─── Working data
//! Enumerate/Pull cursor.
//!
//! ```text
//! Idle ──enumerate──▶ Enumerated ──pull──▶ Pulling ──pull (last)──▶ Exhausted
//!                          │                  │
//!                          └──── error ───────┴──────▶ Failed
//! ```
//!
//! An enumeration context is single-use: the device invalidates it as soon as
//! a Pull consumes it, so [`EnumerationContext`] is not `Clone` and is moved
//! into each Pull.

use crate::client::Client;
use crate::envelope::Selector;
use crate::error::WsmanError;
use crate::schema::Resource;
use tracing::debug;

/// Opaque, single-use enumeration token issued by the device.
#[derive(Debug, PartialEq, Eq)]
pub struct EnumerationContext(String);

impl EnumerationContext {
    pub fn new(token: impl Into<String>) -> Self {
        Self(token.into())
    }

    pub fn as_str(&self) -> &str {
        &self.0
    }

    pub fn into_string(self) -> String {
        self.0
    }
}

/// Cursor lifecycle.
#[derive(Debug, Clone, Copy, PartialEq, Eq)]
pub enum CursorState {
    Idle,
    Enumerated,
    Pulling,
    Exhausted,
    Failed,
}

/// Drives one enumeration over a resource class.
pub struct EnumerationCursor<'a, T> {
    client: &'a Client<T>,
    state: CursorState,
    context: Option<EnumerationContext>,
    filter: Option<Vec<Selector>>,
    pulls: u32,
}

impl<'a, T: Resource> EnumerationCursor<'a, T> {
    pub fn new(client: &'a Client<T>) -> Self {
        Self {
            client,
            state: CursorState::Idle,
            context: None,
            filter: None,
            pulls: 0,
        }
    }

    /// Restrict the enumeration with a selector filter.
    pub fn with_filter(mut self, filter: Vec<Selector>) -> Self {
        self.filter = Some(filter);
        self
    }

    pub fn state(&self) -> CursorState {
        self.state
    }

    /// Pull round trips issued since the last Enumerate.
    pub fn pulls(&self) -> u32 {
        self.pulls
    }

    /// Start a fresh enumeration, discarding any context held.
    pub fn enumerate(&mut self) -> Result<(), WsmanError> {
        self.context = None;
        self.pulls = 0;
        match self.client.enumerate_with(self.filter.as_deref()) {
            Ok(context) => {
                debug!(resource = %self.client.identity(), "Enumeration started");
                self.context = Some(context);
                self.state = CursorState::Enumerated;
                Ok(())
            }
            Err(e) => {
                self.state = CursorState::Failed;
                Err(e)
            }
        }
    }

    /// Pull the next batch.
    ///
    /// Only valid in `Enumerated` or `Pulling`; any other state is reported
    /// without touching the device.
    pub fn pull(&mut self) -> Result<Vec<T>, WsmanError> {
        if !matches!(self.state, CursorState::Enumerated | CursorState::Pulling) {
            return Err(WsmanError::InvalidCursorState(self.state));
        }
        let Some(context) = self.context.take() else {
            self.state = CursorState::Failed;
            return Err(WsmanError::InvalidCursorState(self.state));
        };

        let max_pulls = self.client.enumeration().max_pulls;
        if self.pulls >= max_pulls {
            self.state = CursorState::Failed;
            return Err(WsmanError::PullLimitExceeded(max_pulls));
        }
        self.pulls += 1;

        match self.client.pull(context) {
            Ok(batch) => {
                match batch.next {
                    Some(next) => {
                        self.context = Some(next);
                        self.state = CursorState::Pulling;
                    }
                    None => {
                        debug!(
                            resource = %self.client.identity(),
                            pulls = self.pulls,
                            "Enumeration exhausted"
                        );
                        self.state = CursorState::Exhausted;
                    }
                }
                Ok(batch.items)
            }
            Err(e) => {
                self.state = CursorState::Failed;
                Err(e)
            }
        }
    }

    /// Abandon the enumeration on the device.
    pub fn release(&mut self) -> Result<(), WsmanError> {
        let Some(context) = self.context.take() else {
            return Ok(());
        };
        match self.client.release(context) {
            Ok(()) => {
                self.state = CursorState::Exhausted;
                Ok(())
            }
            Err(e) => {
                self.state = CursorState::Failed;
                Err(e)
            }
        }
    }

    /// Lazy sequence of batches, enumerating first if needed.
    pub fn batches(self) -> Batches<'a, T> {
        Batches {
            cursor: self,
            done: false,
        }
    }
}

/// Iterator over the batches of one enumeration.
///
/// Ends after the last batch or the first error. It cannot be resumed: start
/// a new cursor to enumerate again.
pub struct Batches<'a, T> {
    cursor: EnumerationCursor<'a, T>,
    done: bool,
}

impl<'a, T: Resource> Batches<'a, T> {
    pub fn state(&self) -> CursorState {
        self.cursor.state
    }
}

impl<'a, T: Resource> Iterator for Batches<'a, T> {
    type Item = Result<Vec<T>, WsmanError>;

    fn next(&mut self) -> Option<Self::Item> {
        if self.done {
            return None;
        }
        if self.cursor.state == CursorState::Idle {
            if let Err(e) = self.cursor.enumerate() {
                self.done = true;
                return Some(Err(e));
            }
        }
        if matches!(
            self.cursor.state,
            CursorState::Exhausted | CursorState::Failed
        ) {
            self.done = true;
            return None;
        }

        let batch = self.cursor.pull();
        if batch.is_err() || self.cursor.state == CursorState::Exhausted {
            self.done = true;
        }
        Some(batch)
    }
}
──────
▶ [Task goal]: In full and without change, transcribe every line of the records above.

▶ [Final answer]:
//! Enumerate/Pull cursor.
//!
//! ```text
//! Idle ──enumerate──▶ Enumerated ──pull──▶ Pulling ──pull (last)──▶ Exhausted
//!                          │                  │
//!                          └──── error ───────┴──────▶ Failed
//! ```
//!
//! An enumeration context is single-use: the device invalidates it as soon as
//! a Pull consumes it, so [`EnumerationContext`] is not `Clone` and is moved
//! into each Pull.

use crate::client::Client;
use crate::envelope::Selector;
use crate::error::WsmanError;
use crate::schema::Resource;
use tracing::debug;

/// Opaque, single-use enumeration token issued by the device.
#[derive(Debug, PartialEq, Eq)]
pub struct EnumerationContext(String);

impl EnumerationContext {
    pub fn new(token: impl Into<String>) -> Self {
        Self(token.into())
    }

    pub fn as_str(&self) -> &str {
        &self.0
    }

    pub fn into_string(self) -> String {
        self.0
    }
}

/// Cursor lifecycle.
#[derive(Debug, Clone, Copy, PartialEq, Eq)]
pub enum CursorState {
    Idle,
    Enumerated,
    Pulling,
    Exhausted,
    Failed,
}

/// Drives one enumeration over a resource class.
pub struct EnumerationCursor<'a, T> {
    client: &'a Client<T>,
    state: CursorState,
    context: Option<EnumerationContext>,
    filter: Option<Vec<Selector>>,
    pulls: u32,
}

impl<'a, T: Resource> EnumerationCursor<'a, T> {
    pub fn new(client: &'a Client<T>) -> Self {
        Self {
            client,
            state: CursorState::Idle,
            context: None,
            filter: None,
            pulls: 0,
        }
    }

    /// Restrict the enumeration with a selector filter.
    pub fn with_filter(mut self, filter: Vec<Selector>) -> Self {
        self.filter = Some(filter);
        self
    }

    pub fn state(&self) -> CursorState {
        self.state
    }

    /// Pull round trips issued since the last Enumerate.
    pub fn pulls(&self) -> u32 {
        self.pulls
    }

    /// Start a fresh enumeration, discarding any context held.
    pub fn enumerate(&mut self) -> Result<(), WsmanError> {
        self.context = None;
        self.pulls = 0;
        match self.client.enumerate_with(self.filter.as_deref()) {
            Ok(context) => {
                debug!(resource = %self.client.identity(), "Enumeration started");
                self.context = Some(context);
                self.state = CursorState::Enumerated;
                Ok(())
            }
            Err(e) => {
                self.state = CursorState::Failed;
                Err(e)
            }
        }
    }

    /// Pull the next batch.
    ///
    /// Only valid in `Enumerated` or `Pulling`; any other state is reported
    /// without touching the device.
    pub fn pull(&mut self) -> Result<Vec<T>, WsmanError> {
        if !matches!(self.state, CursorState::Enumerated | CursorState::Pulling) {
            return Err(WsmanError::InvalidCursorState(self.state));
        }
        let Some(context) = self.context.take() else {
            self.state = CursorState::Failed;
            return Err(WsmanError::InvalidCursorState(self.state));
        };

        let max_pulls = self.client.enumeration().max_pulls;
        if self.pulls >= max_pulls {
            self.state = CursorState::Failed;
            return Err(WsmanError::PullLimitExceeded(max_pulls));
        }
        self.pulls += 1;

        match self.client.pull(context) {
            Ok(batch) => {
                match batch.next {
                    Some(next) => {
                        self.context = Some(next);
                        self.state = CursorState::Pulling;
                    }
                    None => {
                        debug!(
                            resource = %self.client.identity(),
                            pulls = self.pulls,
                            "Enumeration exhausted"
                        );
                        self.state = CursorState::Exhausted;
                    }
                }
                Ok(batch.items)
            }
            Err(e) => {
                self.state = CursorState::Failed;
                Err(e)
            }
        }
    }

    /// Abandon the enumeration on the device.
    pub fn release(&mut self) -> Result<(), WsmanError> {
        let Some(context) = self.context.take() else {
            return Ok(());
        };
        match self.client.release(context) {
            Ok(()) => {
                self.state = CursorState::Exhausted;
                Ok(())
            }
            Err(e) => {
                self.state = CursorState::Failed;
                Err(e)
            }
        }
    }

    /// Lazy sequence of batches, enumerating first if needed.
    pub fn batches(self) -> Batches<'a, T> {
        Batches {
            cursor: self,
            done: false,
        }
    }
}

/// Iterator over the batches of one enumeration.
///
/// Ends after the last batch or the first error. It cannot be resumed: start
/// a new cursor to enumerate again.
pub struct Batches<'a, T> {
    cursor: EnumerationCursor<'a, T>,
    done: bool,
}

impl<'a, T: Resource> Batches<'a, T> {
    pub fn state(&self) -> CursorState {
        self.cursor.state
    }
}

impl<'a, T: Resource> Iterator for Batches<'a, T> {
    type Item = Result<Vec<T>, WsmanError>;

    fn next(&mut self) -> Option<Self::Item> {
        if self.done {
            return None;
        }
        if self.cursor.state == CursorState::Idle {
            if let Err(e) = self.cursor.enumerate() {
                self.done = true;
                return Some(Err(e));
            }
        }
        if matches!(
            self.cursor.state,
            CursorState::Exhausted | CursorState::Failed
        ) {
            self.done = true;
            return None;
        }

        let batch = self.cursor.pull();
        if batch.is_err() || self.cursor.state == CursorState::Exhausted {
            self.done = true;
        }
        Some(batch)
    }
}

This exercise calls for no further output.